THE INPUT:

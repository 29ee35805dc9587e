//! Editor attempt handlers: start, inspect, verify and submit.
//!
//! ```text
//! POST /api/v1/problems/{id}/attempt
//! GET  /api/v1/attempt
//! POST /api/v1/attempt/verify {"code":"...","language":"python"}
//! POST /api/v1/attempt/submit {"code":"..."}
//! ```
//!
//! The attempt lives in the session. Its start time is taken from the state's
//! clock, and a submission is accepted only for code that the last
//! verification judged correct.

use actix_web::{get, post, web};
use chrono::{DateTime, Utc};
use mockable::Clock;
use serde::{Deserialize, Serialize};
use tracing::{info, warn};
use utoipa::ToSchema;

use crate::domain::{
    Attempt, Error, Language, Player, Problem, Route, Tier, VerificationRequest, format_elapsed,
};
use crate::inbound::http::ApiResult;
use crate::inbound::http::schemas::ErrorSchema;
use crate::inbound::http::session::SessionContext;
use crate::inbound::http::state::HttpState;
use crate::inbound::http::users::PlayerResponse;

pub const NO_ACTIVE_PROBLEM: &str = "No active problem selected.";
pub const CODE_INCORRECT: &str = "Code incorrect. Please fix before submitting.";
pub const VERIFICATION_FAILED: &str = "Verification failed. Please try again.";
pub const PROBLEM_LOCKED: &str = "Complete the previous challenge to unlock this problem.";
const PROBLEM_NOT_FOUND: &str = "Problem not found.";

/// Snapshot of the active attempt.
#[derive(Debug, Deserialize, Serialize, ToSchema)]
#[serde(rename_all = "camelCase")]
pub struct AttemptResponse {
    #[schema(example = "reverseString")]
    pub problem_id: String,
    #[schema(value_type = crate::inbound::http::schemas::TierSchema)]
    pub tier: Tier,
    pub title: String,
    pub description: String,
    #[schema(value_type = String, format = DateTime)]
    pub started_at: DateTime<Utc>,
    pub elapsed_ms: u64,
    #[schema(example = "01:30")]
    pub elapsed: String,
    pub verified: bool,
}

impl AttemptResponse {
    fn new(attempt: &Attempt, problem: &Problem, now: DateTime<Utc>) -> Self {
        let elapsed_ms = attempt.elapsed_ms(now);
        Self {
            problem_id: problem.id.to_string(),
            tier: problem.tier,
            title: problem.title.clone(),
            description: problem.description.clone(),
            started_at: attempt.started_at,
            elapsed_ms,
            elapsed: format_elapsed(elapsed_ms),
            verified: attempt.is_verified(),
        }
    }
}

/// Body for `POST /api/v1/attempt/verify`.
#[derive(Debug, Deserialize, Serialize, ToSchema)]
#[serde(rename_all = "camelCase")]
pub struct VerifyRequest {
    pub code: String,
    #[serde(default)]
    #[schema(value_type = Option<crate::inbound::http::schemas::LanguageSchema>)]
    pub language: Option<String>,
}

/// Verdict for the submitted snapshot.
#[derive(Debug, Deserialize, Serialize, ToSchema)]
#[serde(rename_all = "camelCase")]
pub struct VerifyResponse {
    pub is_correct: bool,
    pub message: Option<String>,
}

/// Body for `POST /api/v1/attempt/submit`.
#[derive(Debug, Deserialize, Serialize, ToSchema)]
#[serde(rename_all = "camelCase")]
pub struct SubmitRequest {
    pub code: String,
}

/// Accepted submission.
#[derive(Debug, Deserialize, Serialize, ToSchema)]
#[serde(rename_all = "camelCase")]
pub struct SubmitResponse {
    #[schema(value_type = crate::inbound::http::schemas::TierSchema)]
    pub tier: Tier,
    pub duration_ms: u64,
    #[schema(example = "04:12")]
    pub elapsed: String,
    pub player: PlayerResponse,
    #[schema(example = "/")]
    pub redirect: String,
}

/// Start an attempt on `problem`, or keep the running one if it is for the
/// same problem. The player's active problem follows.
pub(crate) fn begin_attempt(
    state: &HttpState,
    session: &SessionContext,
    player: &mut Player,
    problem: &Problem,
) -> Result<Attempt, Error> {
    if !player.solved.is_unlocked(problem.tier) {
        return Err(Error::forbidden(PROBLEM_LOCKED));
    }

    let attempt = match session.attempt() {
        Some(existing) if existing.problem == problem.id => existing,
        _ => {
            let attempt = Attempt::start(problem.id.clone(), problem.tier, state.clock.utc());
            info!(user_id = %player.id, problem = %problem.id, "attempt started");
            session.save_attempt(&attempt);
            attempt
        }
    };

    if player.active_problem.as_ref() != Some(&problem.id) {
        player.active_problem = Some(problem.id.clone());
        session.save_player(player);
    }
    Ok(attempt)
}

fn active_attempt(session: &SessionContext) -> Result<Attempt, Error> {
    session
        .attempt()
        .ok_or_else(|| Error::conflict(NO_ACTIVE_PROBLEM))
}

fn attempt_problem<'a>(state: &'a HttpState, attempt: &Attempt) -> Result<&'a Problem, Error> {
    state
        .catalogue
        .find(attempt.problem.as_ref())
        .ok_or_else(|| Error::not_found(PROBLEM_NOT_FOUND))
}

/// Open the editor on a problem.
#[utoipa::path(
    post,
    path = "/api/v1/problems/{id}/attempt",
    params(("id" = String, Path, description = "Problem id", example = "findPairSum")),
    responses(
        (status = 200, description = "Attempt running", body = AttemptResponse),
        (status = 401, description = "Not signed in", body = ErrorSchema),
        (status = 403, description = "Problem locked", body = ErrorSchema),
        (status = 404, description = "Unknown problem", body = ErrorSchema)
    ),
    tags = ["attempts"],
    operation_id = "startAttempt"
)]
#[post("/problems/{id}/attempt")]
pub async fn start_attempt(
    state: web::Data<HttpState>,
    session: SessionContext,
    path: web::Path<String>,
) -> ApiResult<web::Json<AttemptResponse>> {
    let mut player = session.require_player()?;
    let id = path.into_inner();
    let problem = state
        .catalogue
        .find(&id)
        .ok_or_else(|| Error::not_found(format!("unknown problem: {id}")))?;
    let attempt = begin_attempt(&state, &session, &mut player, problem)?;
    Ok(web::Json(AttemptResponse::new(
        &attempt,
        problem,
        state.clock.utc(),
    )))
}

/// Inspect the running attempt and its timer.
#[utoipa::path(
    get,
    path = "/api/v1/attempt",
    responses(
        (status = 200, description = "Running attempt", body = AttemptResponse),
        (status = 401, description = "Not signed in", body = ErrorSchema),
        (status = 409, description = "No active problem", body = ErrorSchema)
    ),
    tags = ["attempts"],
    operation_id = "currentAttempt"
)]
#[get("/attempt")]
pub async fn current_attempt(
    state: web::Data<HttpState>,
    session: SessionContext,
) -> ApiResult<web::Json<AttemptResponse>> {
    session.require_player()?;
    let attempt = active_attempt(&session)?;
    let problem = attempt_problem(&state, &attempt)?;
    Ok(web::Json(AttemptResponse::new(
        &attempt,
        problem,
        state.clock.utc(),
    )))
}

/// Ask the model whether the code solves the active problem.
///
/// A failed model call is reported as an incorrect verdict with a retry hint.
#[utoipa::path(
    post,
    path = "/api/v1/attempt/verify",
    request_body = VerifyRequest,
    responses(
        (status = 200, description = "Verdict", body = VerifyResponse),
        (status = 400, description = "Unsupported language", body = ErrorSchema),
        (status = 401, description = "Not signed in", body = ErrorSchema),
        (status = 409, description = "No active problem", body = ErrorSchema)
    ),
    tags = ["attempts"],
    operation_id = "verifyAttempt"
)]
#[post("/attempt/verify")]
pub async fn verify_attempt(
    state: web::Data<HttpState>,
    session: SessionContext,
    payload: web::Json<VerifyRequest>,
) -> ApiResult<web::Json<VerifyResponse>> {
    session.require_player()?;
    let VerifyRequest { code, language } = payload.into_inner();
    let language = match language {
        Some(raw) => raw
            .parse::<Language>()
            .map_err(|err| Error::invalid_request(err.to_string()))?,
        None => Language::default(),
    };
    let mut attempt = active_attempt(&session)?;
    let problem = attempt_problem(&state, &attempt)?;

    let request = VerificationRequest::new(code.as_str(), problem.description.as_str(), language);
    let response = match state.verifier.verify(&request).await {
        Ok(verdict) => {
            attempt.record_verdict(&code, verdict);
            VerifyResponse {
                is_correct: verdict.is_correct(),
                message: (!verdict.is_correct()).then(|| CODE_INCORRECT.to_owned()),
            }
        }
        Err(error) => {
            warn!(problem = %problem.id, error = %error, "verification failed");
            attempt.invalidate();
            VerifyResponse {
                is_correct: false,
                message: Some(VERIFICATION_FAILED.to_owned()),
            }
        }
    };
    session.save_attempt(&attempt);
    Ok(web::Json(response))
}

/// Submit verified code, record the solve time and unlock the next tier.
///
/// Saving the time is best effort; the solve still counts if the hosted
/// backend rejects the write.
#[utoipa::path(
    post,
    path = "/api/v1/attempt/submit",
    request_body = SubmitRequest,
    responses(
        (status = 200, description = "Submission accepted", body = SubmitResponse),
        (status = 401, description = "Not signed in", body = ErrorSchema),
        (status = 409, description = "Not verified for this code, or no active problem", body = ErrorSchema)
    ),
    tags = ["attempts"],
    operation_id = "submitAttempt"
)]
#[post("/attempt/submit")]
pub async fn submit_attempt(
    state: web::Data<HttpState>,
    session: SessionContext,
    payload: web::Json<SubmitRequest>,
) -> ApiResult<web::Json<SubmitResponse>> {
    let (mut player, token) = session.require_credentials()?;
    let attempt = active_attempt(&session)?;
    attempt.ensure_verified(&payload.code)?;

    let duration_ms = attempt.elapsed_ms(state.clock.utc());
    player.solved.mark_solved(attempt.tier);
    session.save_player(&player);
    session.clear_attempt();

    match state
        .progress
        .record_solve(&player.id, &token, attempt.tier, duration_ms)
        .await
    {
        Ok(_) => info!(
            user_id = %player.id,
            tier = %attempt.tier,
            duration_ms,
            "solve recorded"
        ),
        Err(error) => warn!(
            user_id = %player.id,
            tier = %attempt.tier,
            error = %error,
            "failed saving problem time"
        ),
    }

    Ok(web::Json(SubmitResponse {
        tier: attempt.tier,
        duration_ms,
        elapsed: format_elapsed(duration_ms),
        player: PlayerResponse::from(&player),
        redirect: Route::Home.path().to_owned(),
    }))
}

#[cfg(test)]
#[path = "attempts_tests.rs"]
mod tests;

* * *

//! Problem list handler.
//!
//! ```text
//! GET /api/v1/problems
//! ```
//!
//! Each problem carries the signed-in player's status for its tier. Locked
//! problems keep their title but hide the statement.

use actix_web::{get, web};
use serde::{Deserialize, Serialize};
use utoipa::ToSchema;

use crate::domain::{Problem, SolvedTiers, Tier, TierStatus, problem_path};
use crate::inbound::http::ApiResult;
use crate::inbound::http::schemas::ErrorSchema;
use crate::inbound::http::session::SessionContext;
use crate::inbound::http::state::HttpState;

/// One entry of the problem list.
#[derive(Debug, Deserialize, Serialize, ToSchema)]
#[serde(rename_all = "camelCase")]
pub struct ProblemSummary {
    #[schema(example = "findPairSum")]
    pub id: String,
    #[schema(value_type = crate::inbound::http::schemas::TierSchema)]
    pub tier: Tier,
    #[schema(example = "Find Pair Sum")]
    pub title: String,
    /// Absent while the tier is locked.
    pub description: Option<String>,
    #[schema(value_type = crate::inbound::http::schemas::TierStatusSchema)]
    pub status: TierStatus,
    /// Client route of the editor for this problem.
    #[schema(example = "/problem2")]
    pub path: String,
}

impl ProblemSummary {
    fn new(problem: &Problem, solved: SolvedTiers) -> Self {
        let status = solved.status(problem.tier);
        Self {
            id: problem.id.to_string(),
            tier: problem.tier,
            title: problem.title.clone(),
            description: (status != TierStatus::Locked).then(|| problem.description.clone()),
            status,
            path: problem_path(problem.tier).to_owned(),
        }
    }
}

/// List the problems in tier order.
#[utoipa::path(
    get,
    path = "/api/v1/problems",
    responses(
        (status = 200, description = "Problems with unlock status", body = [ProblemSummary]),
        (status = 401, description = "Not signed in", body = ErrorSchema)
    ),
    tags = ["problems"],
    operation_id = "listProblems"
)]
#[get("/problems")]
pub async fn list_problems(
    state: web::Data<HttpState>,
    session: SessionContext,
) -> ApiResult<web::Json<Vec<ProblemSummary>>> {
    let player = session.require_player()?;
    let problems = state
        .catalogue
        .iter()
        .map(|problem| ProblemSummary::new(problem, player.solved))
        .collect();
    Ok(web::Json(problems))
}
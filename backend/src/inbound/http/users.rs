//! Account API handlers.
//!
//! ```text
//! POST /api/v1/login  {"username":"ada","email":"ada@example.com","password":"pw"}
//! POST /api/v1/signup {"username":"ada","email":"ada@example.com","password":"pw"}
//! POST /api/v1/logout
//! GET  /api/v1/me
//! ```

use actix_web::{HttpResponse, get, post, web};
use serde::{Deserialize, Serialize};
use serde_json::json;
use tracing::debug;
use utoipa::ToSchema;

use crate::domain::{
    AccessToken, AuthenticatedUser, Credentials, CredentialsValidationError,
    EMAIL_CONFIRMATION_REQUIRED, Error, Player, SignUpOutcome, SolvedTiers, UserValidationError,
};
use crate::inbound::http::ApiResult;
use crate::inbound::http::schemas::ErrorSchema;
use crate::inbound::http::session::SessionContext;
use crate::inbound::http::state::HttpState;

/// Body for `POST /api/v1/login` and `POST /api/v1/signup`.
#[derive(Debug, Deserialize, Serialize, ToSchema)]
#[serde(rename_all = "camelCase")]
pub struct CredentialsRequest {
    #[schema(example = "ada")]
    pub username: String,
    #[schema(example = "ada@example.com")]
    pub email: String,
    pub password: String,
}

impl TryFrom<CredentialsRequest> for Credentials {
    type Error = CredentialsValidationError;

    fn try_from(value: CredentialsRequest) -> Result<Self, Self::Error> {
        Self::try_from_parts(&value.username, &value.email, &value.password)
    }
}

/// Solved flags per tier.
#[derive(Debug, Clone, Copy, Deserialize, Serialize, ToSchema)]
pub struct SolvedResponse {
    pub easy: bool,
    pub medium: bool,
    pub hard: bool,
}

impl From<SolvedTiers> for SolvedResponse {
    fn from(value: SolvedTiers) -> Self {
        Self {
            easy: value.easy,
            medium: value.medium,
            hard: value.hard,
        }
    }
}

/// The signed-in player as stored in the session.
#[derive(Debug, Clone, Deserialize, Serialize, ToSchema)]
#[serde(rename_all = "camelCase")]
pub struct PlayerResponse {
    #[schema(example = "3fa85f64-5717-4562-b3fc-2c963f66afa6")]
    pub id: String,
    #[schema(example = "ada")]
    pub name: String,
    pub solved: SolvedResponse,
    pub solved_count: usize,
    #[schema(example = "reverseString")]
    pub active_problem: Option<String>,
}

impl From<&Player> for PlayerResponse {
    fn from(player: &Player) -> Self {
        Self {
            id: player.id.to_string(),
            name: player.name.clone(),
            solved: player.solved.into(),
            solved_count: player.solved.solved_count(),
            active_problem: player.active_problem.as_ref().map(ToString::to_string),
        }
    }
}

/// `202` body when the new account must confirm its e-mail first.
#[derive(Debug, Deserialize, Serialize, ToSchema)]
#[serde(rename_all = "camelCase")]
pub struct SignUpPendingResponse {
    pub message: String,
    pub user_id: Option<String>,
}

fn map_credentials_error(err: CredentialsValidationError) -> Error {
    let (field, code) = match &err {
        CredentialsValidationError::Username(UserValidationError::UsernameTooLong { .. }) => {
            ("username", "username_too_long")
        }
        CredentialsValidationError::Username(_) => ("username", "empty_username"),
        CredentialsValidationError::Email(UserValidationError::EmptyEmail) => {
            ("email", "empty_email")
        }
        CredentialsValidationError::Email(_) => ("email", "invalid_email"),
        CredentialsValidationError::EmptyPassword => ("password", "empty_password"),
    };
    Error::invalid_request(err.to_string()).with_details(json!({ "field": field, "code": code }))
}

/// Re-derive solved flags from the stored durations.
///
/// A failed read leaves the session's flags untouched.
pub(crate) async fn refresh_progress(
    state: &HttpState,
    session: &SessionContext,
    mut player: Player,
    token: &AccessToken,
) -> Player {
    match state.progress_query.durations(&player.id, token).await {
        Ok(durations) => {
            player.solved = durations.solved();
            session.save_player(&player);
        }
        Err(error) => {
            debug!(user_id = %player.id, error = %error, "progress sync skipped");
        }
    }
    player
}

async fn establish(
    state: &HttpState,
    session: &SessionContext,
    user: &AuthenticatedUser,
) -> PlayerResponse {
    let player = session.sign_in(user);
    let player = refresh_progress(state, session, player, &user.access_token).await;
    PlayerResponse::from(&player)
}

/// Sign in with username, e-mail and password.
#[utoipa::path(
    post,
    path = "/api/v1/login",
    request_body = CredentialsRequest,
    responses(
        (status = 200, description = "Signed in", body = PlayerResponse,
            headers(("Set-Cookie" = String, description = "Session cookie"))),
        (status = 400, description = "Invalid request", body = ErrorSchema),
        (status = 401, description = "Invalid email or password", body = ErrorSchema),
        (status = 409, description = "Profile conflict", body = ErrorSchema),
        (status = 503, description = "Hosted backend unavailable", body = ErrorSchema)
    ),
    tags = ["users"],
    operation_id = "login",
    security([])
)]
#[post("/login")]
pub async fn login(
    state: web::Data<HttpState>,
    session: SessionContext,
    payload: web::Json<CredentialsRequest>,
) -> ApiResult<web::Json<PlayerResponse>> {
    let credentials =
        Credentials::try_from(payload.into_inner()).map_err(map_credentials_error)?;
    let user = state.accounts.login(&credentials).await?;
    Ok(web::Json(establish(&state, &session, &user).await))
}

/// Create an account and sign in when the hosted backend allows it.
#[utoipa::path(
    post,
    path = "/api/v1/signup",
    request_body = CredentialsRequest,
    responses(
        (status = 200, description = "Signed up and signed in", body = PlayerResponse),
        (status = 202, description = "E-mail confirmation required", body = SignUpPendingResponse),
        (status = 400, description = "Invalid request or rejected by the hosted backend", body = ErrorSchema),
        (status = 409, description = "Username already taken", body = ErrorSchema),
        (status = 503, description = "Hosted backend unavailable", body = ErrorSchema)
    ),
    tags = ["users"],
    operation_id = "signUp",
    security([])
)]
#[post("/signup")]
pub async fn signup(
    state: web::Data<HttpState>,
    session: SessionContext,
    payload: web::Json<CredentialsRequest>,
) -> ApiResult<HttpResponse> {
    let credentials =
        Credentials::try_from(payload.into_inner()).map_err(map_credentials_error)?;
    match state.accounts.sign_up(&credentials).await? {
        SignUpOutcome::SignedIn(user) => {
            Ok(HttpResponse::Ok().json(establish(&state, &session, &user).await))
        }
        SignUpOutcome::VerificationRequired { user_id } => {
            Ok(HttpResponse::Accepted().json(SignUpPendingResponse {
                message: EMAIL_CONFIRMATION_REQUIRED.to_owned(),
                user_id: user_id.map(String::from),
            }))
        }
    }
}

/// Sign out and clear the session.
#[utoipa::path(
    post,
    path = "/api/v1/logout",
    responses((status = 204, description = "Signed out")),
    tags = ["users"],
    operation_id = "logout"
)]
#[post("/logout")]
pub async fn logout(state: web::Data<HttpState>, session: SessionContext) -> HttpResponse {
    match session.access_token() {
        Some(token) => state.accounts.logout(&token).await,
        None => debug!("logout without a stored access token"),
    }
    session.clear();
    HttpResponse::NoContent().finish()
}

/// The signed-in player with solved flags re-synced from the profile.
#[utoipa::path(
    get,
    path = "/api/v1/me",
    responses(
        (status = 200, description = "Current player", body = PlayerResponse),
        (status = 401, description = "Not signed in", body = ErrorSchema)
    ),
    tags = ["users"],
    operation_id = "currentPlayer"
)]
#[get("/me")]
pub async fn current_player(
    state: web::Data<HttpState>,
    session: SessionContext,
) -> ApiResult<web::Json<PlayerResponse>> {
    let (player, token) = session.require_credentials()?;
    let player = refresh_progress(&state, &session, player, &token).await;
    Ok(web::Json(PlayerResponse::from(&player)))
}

WHAT IS NEEDED: Taking the entries above, restate exactly those lines that fall between the line with "repository 29ee35805dc9587e" and the line with "from the state's", keeping both of those lines too.

ANSWER SPACE:
repository 29ee35805dc9587e
//! Editor attempt handlers: start, inspect, verify and submit.
//!
//! ```text
//! POST /api/v1/problems/{id}/attempt
//! GET  /api/v1/attempt
//! POST /api/v1/attempt/verify {"code":"...","language":"python"}
//! POST /api/v1/attempt/submit {"code":"..."}
//! ```
//!
//! The attempt lives in the session. Its start time is taken from the state's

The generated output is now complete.